— Source information —
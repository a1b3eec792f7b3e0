//! Popular and recent query views over the search log.
//!
//! Both views group events by canonical query. Grouping runs over current
//! records first; only when that yields nothing is the log regrouped using
//! legacy records, keyed by their flat `query` field. Grouping, ranking and
//! the limit are applied by the store, so a view costs one grouped query per
//! schema version however long the log grows.

use chrono::{DateTime, Utc};
use serde::{Deserialize, Serialize};
use serde_json::Value;

use super::event::LoggedSearch;
use super::log::SearchLogStore;
use crate::Error;
use crate::store::{GroupOrder, QueryGroup, SchemaVersion};

/// One row of a popular or recent view. Computed per request, never stored.
#[derive(Debug, Clone, PartialEq, Serialize, Deserialize)]
pub struct AggregateEntry {
    /// Canonical query the group was keyed on.
    pub query: String,
    /// Number of events in the group.
    pub count: u64,
    /// Most recent event timestamp in the group.
    pub latest_timestamp: Option<DateTime<Utc>>,
    /// Kind of the group's first event; `None` for legacy groups.
    pub search_kind: Option<String>,
    /// Params of the group's first event (legacy: year range and genres).
    pub params: Value,
    /// Log id of the group's first event.
    pub first_event_id: i64,
}

impl From<QueryGroup> for AggregateEntry {
    fn from(group: QueryGroup) -> Self {
        let first = group.first_event;
        let (search_kind, params) = match LoggedSearch::decode(first.id, &first.document) {
            LoggedSearch::Current(c) => (Some(c.search_kind), c.params),
            LoggedSearch::Legacy(l) => (None, l.raw_params()),
        };

        Self {
            query: group.query_key,
            count: group.count,
            latest_timestamp: group.latest,
            search_kind,
            params,
            first_event_id: first.id,
        }
    }
}

/// Read-only popular/recent views over a [`SearchLogStore`].
///
/// Holds no state of its own. Store failures are logged and produce an empty
/// view.
#[derive(Debug, Clone)]
pub struct QueryAggregator {
    log: SearchLogStore,
}

impl QueryAggregator {
    pub fn new(log: SearchLogStore) -> Self {
        Self { log }
    }

    /// Most frequent distinct queries: count descending, then latest descending.
    pub async fn top_popular(&self, limit: usize) -> Vec<AggregateEntry> {
        self.top(GroupOrder::Popular, limit).await
    }

    /// Most recent distinct queries: latest descending, one row per query.
    pub async fn top_recent(&self, limit: usize) -> Vec<AggregateEntry> {
        self.top(GroupOrder::Recent, limit).await
    }

    /// Group under the current schema, falling back to legacy when that is empty.
    ///
    /// # Errors
    ///
    /// Propagates store errors from [`SearchLogStore::top_groups`].
    pub async fn grouped(
        &self, order: GroupOrder, limit: usize,
    ) -> Result<(SchemaVersion, Vec<AggregateEntry>), Error> {
        for schema in [SchemaVersion::Current, SchemaVersion::Legacy] {
            let groups = self.log.top_groups(schema, order, limit).await?;
            if !groups.is_empty() {
                return Ok((schema, groups.into_iter().map(AggregateEntry::from).collect()));
            }
        }
        Ok((SchemaVersion::Legacy, Vec::new()))
    }

    async fn top(&self, order: GroupOrder, limit: usize) -> Vec<AggregateEntry> {
        if limit == 0 {
            return Vec::new();
        }
        match self.grouped(order, limit).await {
            Ok((version, entries)) => {
                tracing::debug!(?order, ?version, entries = entries.len(), "query view computed");
                entries
            }
            Err(e) => {
                tracing::warn!(?order, error = %e, "failed to read query view");
                Vec::new()
            }
        }
    }
}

— Exercise directions —
Return each line of the entries that holds the string "tracing".

— Output below —
                tracing::debug!(?order, ?version, entries = entries.len(), "query view computed");
                tracing::warn!(?order, error = %e, "failed to read query view");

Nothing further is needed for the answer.